[Collection entries]
▶

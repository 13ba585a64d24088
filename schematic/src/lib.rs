mod config;
pub use config::Config;

mod error;
pub use error::{Error, ExportError, ImportError, Result, StoreError, TargetError};

pub mod export;
pub mod frontend;
pub mod import;
pub mod ratelimiter;
pub mod store;
pub mod target;
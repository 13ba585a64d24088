use std::time::Duration;

use async_trait::async_trait;
use model::channel::{Channel, PermissionOverwrite};
use model::guild::{Guild, Member, Role};
use model::{PermissionBitSet, Snowflake};
use reqwest::{RequestBuilder, Response, StatusCode};
use serde::de::DeserializeOwned;
use serde::{Deserialize, Serialize};
use tracing::{debug, warn};

use super::{ChannelSpec, RoleSpec, Target};
use crate::error::TargetError;
use crate::frontend::Invoker;
use crate::Config;

// Longest wait honoured before retrying a rate limited request
const MAX_RETRY_AFTER: Duration = Duration::from_secs(60 * 60);

/// A guild reached through the Discord REST API with a bot token.
pub struct HttpTarget {
    client: reqwest::Client,
    api_base: String,
    token: String,
    bot_id: Snowflake,
    guild_id: Snowflake,
}

#[derive(Debug, Deserialize)]
struct RateLimitBody {
    retry_after: f64,
    #[serde(default)]
    global: bool,
}

#[derive(Debug, Serialize)]
struct CreateChannelBody<'a> {
    #[serde(flatten)]
    spec: &'a ChannelSpec,
    #[serde(skip_serializing_if = "Option::is_none")]
    parent_id: Option<Snowflake>,
}

#[derive(Debug, Serialize)]
struct ModifyChannelBody<'a> {
    permission_overwrites: &'a [PermissionOverwrite],
}

impl HttpTarget {
    pub fn new(config: &Config, guild_id: Snowflake) -> Result<Self, TargetError> {
        let client = reqwest::ClientBuilder::new()
            .use_rustls_tls()
            .timeout(config.request_timeout())
            .build()?;

        Ok(Self {
            client,
            api_base: config.discord_api_base.trim_end_matches('/').to_owned(),
            token: config.discord_token.clone(),
            bot_id: config.bot_id,
            guild_id,
        })
    }

    /// Owner status and guild permissions of a member of this guild.
    pub async fn invoker(&self, user_id: Snowflake) -> Result<Invoker, TargetError> {
        let guild: Guild = self.fetch(&format!("/guilds/{}", self.guild_id)).await?;
        let member: Member = self
            .fetch(&format!("/guilds/{}/members/{}", self.guild_id, user_id))
            .await?;
        let roles = self.roles().await?;

        Ok(Invoker::from_member(&guild, user_id, &member, &roles))
    }

    fn url(&self, path: &str) -> String {
        format!("{}{}", self.api_base, path)
    }

    fn authorize(&self, req: RequestBuilder) -> RequestBuilder {
        req.header("Authorization", format!("Bot {}", self.token))
    }

    async fn fetch<T: DeserializeOwned>(&self, path: &str) -> Result<T, TargetError> {
        debug!(path, "GET");
        let res = self
            .authorize(self.client.get(self.url(path)))
            .send()
            .await?;

        Ok(Self::check(res).await?.json().await?)
    }

    async fn check(res: Response) -> Result<Response, TargetError> {
        let status = res.status();
        if status.is_success() {
            return Ok(res);
        }

        if status == StatusCode::TOO_MANY_REQUESTS {
            let header = res
                .headers()
                .get("retry-after")
                .and_then(|v| v.to_str().ok())
                .and_then(|v| v.parse::<f64>().ok());

            let body = res.json::<RateLimitBody>().await.ok();
            if let Some(body) = &body {
                if body.global {
                    warn!(retry_after = body.retry_after, "Hit global rate limit");
                }
            }

            let seconds = body.map(|b| b.retry_after).or(header).unwrap_or(1.0);
            return Err(TargetError::RateLimited {
                retry_after: retry_after_from(seconds),
            });
        }

        let body = res.text().await.unwrap_or_default();
        Err(TargetError::ResponseError { status, body })
    }
}

fn retry_after_from(seconds: f64) -> Duration {
    Duration::try_from_secs_f64(seconds.max(0.0))
        .unwrap_or(MAX_RETRY_AFTER)
        .min(MAX_RETRY_AFTER)
}

#[async_trait]
impl Target for HttpTarget {
    fn guild_id(&self) -> Snowflake {
        self.guild_id
    }

    async fn roles(&self) -> Result<Vec<Role>, TargetError> {
        self.fetch(&format!("/guilds/{}/roles", self.guild_id)).await
    }

    async fn channels(&self) -> Result<Vec<Channel>, TargetError> {
        self.fetch(&format!("/guilds/{}/channels", self.guild_id))
            .await
    }

    async fn current_permissions(&self) -> Result<PermissionBitSet, TargetError> {
        Ok(self.invoker(self.bot_id).await?.permissions)
    }

    async fn create_role(&self, spec: &RoleSpec) -> Result<Role, TargetError> {
        debug!(name = %spec.name, "Creating role");

        let req = self
            .client
            .post(self.url(&format!("/guilds/{}/roles", self.guild_id)))
            .json(spec);
        let res = self.authorize(req).send().await?;

        Ok(Self::check(res).await?.json().await?)
    }

    async fn create_channel(
        &self,
        spec: &ChannelSpec,
        parent: Option<Snowflake>,
    ) -> Result<Channel, TargetError> {
        debug!(name = %spec.name, kind = ?spec.kind, ?parent, "Creating channel");

        let body = CreateChannelBody {
            spec,
            parent_id: parent,
        };

        let req = self
            .client
            .post(self.url(&format!("/guilds/{}/channels", self.guild_id)))
            .json(&body);
        let res = self.authorize(req).send().await?;

        Ok(Self::check(res).await?.json().await?)
    }

    async fn set_channel_overwrites(
        &self,
        channel_id: Snowflake,
        overwrites: &[PermissionOverwrite],
    ) -> Result<(), TargetError> {
        debug!(%channel_id, count = overwrites.len(), "Setting overwrites");

        let body = ModifyChannelBody {
            permission_overwrites: overwrites,
        };

        let req = self
            .client
            .patch(self.url(&format!("/channels/{}", channel_id)))
            .json(&body);
        let res = self.authorize(req).send().await?;

        Self::check(res).await?;
        Ok(())
    }
}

◀

> **TASK REQUIREMENTS**
The lines needed run from the first line of the data through the line containing "a bot token."; give them again exactly and nothing else.

> **THE ANSWER**
repository 13ba585a64d24088
filename schematic/src/lib.rs
mod config;
pub use config::Config;

mod error;
pub use error::{Error, ExportError, ImportError, Result, StoreError, TargetError};

pub mod export;
pub mod frontend;
pub mod import;
pub mod ratelimiter;
pub mod store;
pub mod target;
repository 13ba585a64d24088
use std::time::Duration;

use async_trait::async_trait;
use model::channel::{Channel, PermissionOverwrite};
use model::guild::{Guild, Member, Role};
use model::{PermissionBitSet, Snowflake};
use reqwest::{RequestBuilder, Response, StatusCode};
use serde::de::DeserializeOwned;
use serde::{Deserialize, Serialize};
use tracing::{debug, warn};

use super::{ChannelSpec, RoleSpec, Target};
use crate::error::TargetError;
use crate::frontend::Invoker;
use crate::Config;

// Longest wait honoured before retrying a rate limited request
const MAX_RETRY_AFTER: Duration = Duration::from_secs(60 * 60);

/// A guild reached through the Discord REST API with a bot token.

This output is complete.